*What you are asked to do*. In the entries that follow, how many lines hold the string "latest"? Give only that number.

*Data for analysis*.
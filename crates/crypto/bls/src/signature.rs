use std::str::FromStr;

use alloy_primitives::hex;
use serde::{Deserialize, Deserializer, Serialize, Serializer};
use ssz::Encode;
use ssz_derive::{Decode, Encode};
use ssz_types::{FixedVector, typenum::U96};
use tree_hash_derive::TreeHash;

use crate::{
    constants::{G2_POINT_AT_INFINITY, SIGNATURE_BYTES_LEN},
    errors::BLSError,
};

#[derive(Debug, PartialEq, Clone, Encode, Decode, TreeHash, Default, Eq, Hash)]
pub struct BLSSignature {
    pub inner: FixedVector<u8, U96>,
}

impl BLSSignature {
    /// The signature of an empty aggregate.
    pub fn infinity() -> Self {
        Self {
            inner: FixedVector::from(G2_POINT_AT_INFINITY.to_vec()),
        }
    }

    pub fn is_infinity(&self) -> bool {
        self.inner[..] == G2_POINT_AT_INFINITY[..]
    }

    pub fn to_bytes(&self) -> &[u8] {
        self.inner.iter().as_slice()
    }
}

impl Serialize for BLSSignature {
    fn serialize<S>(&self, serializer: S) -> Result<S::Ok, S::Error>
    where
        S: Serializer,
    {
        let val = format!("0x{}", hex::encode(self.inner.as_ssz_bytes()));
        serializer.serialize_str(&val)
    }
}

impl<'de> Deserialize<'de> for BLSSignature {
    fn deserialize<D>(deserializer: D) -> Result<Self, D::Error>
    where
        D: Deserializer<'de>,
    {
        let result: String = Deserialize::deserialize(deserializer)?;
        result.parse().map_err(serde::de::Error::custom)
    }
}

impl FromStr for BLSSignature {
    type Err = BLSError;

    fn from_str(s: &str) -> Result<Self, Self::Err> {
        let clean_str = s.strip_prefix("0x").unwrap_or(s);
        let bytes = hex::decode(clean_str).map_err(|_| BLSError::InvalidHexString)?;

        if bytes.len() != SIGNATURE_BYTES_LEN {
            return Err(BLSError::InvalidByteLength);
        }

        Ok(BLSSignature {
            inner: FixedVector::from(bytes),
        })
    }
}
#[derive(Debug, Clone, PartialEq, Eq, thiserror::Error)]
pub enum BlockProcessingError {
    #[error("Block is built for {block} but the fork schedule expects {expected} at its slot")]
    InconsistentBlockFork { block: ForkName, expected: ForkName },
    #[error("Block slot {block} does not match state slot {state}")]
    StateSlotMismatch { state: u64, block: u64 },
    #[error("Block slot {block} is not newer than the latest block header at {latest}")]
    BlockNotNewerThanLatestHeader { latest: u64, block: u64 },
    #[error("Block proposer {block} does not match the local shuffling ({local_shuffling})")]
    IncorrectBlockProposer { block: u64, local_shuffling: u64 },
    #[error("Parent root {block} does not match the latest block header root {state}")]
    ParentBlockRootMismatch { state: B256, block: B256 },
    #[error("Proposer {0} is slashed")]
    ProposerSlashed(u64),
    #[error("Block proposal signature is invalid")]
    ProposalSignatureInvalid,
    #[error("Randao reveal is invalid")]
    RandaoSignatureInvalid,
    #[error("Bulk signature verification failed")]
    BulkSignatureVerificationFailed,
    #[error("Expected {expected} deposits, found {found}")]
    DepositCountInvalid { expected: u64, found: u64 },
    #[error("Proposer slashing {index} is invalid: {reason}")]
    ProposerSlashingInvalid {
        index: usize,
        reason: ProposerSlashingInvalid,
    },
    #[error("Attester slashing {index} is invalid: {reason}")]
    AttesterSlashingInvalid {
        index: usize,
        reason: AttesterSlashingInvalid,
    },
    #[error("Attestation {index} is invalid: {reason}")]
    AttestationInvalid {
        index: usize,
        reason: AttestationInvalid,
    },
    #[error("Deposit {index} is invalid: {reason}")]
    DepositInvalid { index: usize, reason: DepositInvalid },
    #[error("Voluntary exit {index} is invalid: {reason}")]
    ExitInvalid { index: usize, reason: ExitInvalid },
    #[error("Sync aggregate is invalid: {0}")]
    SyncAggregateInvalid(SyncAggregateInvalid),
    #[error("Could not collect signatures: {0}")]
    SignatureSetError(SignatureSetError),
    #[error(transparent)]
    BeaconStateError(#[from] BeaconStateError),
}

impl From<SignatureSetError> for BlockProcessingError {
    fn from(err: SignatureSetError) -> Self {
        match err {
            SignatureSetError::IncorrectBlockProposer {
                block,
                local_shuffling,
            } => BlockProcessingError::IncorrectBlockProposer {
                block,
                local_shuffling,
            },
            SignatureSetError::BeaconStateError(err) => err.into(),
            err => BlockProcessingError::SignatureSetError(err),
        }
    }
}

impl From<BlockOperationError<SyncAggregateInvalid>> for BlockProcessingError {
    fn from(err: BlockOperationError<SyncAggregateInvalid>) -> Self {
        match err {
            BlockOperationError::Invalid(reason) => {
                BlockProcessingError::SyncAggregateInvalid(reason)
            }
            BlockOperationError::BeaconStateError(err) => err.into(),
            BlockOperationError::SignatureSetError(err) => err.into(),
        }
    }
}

* * *

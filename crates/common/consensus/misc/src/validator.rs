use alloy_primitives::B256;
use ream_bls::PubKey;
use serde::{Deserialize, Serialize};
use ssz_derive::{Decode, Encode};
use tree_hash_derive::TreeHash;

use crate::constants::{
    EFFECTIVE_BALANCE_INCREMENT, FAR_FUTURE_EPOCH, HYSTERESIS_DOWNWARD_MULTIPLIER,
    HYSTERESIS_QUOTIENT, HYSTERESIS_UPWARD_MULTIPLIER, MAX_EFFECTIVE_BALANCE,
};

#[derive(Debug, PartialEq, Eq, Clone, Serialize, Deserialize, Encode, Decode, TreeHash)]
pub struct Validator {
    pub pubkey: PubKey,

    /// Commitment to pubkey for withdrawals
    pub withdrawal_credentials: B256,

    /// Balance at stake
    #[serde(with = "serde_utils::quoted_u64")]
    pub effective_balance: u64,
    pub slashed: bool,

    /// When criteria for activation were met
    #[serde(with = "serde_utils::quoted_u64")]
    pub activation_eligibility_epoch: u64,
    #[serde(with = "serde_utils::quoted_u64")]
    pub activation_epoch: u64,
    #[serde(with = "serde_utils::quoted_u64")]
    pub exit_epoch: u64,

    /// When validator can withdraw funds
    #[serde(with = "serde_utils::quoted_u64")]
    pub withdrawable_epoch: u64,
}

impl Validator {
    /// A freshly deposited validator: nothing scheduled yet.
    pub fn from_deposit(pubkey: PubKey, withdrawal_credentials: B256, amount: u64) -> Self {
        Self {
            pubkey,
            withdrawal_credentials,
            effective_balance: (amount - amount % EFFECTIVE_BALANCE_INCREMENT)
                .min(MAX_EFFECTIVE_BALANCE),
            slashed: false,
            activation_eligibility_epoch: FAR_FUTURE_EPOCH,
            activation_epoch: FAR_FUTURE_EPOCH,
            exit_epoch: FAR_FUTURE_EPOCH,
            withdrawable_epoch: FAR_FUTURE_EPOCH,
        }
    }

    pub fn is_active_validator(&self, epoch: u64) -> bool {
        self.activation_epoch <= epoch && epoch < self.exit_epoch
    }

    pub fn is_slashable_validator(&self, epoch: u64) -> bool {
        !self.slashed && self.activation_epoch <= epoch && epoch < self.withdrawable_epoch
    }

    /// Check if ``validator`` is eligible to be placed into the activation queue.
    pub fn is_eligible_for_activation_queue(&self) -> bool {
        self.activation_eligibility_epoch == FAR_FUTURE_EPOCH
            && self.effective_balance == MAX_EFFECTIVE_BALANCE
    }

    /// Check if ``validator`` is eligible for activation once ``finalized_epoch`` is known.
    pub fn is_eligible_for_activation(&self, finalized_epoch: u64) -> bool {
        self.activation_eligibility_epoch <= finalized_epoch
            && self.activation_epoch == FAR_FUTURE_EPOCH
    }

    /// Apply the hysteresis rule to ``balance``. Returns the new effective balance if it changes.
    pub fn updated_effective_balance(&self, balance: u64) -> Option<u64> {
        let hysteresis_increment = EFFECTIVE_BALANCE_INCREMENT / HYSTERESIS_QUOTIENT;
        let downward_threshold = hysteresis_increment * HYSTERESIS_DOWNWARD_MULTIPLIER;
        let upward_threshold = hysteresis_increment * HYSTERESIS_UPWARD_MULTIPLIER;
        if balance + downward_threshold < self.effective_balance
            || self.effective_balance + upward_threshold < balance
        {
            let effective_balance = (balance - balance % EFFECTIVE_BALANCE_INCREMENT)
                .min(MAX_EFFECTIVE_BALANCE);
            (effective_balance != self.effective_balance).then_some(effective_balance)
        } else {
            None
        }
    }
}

*Solution to the exercise*. 3